--- DATA EXTRACT ---

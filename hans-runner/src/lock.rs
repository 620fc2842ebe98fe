//! Board lock
//!
//! The test board is a single physical device, so at most one pipeline may
//! use it at a time. Ownership is a marker file: it survives restarts of
//! the service, and a marker left behind by a crashed run is taken over
//! once it is older than the staleness threshold.
//!
//! The marker is created with create-if-absent semantics, so two
//! acquirers can never both observe the board as free. Acquirers inside
//! this process also serialize the stale-marker takeover behind a mutex.
//!
//! A held marker is kept fresh by a heartbeat that touches its
//! modification time every third of the staleness threshold, so only a
//! marker whose holder is gone ever goes stale. Inside this process the
//! live holder is also recorded in memory and is never taken over.

use std::io::ErrorKind;
use std::path::{Path, PathBuf};
use std::sync::{Arc, PoisonError};
use std::time::{Duration, SystemTime};
use thiserror::Error;
use tokio::io::AsyncWriteExt;
use tokio::sync::Mutex;
use tokio::task::JoinHandle;
use tracing::{debug, info, warn};
use uuid::Uuid;

use crate::config::Config;

#[derive(Debug, Error)]
pub enum LockError {
    #[error("failed to create lock marker {path}: {source}")]
    Io {
        path: PathBuf,
        #[source]
        source: std::io::Error,
    },
}

/// Exclusive claim on the test board
#[derive(Debug)]
pub struct BoardLock {
    path: PathBuf,
    stale_after: Duration,
    poll_interval: Duration,
    /// Serializes check-and-create among acquirers in this process
    gate: Mutex<()>,
    /// Owner of the guard currently alive in this process
    live: Arc<std::sync::Mutex<Option<Uuid>>>,
}

impl BoardLock {
    pub fn new(path: impl Into<PathBuf>, stale_after: Duration, poll_interval: Duration) -> Self {
        Self {
            path: path.into(),
            stale_after,
            poll_interval,
            gate: Mutex::new(()),
            live: Arc::new(std::sync::Mutex::new(None)),
        }
    }

    pub fn from_config(config: &Config) -> Self {
        Self::new(
            config.lock_path.clone(),
            config.stale_lock_after,
            config.lock_poll_interval,
        )
    }

    pub fn path(&self) -> &Path {
        &self.path
    }

    /// Waits until the board is free and claims it for `owner`
    ///
    /// A marker older than the staleness threshold is removed and the
    /// board claimed without further waiting.
    pub async fn acquire(&self, owner: Uuid) -> Result<BoardLockGuard, LockError> {
        let mut waiting = false;

        loop {
            if let Some(guard) = self.try_acquire(owner).await? {
                return Ok(guard);
            }

            if !waiting {
                info!("Board is busy, run {} waiting for {}", owner, self.path.display());
                waiting = true;
            }
            tokio::time::sleep(self.poll_interval).await;
        }
    }

    /// Claims the board if it is free or its marker is stale
    ///
    /// A marker held by a live guard of this process is never stale.
    pub async fn try_acquire(&self, owner: Uuid) -> Result<Option<BoardLockGuard>, LockError> {
        let _gate = self.gate.lock().await;

        if let Some(holder) = self.live_holder() {
            debug!("Board held by run {} in this process", holder);
            return Ok(None);
        }

        if self.create_marker(owner).await? {
            return Ok(Some(self.guard(owner)));
        }

        match self.marker_age().await {
            Some(age) if age > self.stale_after => {
                warn!(
                    "Lock marker {} is {}s old, taking it over",
                    self.path.display(),
                    age.as_secs()
                );
                self.release().await;

                if self.create_marker(owner).await? {
                    Ok(Some(self.guard(owner)))
                } else {
                    // Another process won the race for the freed board
                    Ok(None)
                }
            }
            _ => Ok(None),
        }
    }

    /// Removes the marker whoever holds it; a missing marker is a no-op
    pub async fn release(&self) {
        match tokio::fs::remove_file(&self.path).await {
            Ok(()) => debug!("Removed lock marker {}", self.path.display()),
            Err(e) if e.kind() == ErrorKind::NotFound => {}
            Err(e) => warn!("Failed to remove lock marker {}: {}", self.path.display(), e),
        }
    }

    /// Whether a marker currently exists
    pub async fn is_held(&self) -> bool {
        tokio::fs::try_exists(&self.path).await.unwrap_or(false)
    }

    /// Run id recorded in the marker, if any
    pub async fn holder(&self) -> Option<Uuid> {
        let content = tokio::fs::read_to_string(&self.path).await.ok()?;
        content.trim().parse().ok()
    }

    /// Returns false when the marker already exists
    async fn create_marker(&self, owner: Uuid) -> Result<bool, LockError> {
        let mut file = match tokio::fs::OpenOptions::new()
            .write(true)
            .create_new(true)
            .open(&self.path)
            .await
        {
            Ok(file) => file,
            Err(e) if e.kind() == ErrorKind::AlreadyExists => return Ok(false),
            Err(source) => {
                return Err(LockError::Io {
                    path: self.path.clone(),
                    source,
                });
            }
        };

        let written = async {
            file.write_all(owner.to_string().as_bytes()).await?;
            file.flush().await
        }
        .await;

        if let Err(source) = written {
            self.release().await;
            return Err(LockError::Io {
                path: self.path.clone(),
                source,
            });
        }

        Ok(true)
    }

    async fn marker_age(&self) -> Option<Duration> {
        let modified = tokio::fs::metadata(&self.path).await.ok()?.modified().ok()?;
        // A timestamp in the future counts as fresh
        Some(SystemTime::now().duration_since(modified).unwrap_or_default())
    }

    fn live_holder(&self) -> Option<Uuid> {
        *self.live.lock().unwrap_or_else(PoisonError::into_inner)
    }

    fn guard(&self, owner: Uuid) -> BoardLockGuard {
        *self.live.lock().unwrap_or_else(PoisonError::into_inner) = Some(owner);

        let every = (self.stale_after / 3).max(Duration::from_millis(1));
        BoardLockGuard {
            path: self.path.clone(),
            owner,
            released: false,
            live: Arc::clone(&self.live),
            heartbeat: spawn_heartbeat(self.path.clone(), owner, every),
        }
    }
}

/// Keeps `owner`'s marker fresh until aborted or the marker changes hands
fn spawn_heartbeat(path: PathBuf, owner: Uuid, every: Duration) -> JoinHandle<()> {
    tokio::spawn(async move {
        let mut ticker = tokio::time::interval(every);
        // The first tick completes immediately
        ticker.tick().await;

        loop {
            ticker.tick().await;

            let marker = path.clone();
            match tokio::task::spawn_blocking(move || touch_marker(&marker, owner)).await {
                Ok(Ok(true)) => {}
                Ok(Ok(false)) => {
                    warn!(
                        "Lock marker {} no longer names run {}, stopping heartbeat",
                        path.display(),
                        owner
                    );
                    return;
                }
                Ok(Err(e)) if e.kind() == ErrorKind::NotFound => return,
                Ok(Err(e)) => warn!("Failed to refresh lock marker {}: {}", path.display(), e),
                Err(e) => {
                    warn!("Lock heartbeat for run {} stopped: {}", owner, e);
                    return;
                }
            }
        }
    })
}

/// Bumps the marker's modification time if it still names `owner`
fn touch_marker(path: &Path, owner: Uuid) -> std::io::Result<bool> {
    let content = std::fs::read_to_string(path)?;
    if content.trim() != owner.to_string() {
        return Ok(false);
    }

    std::fs::File::options()
        .write(true)
        .open(path)?
        .set_modified(SystemTime::now())?;
    Ok(true)
}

---

● WHAT YOU SHOULD DO: In the records above, find each line that mentions the word "modification", and copy it.

● ANSWER BELOW:
//! modification time every third of the staleness threshold, so only a
/// Bumps the marker's modification time if it still names `owner`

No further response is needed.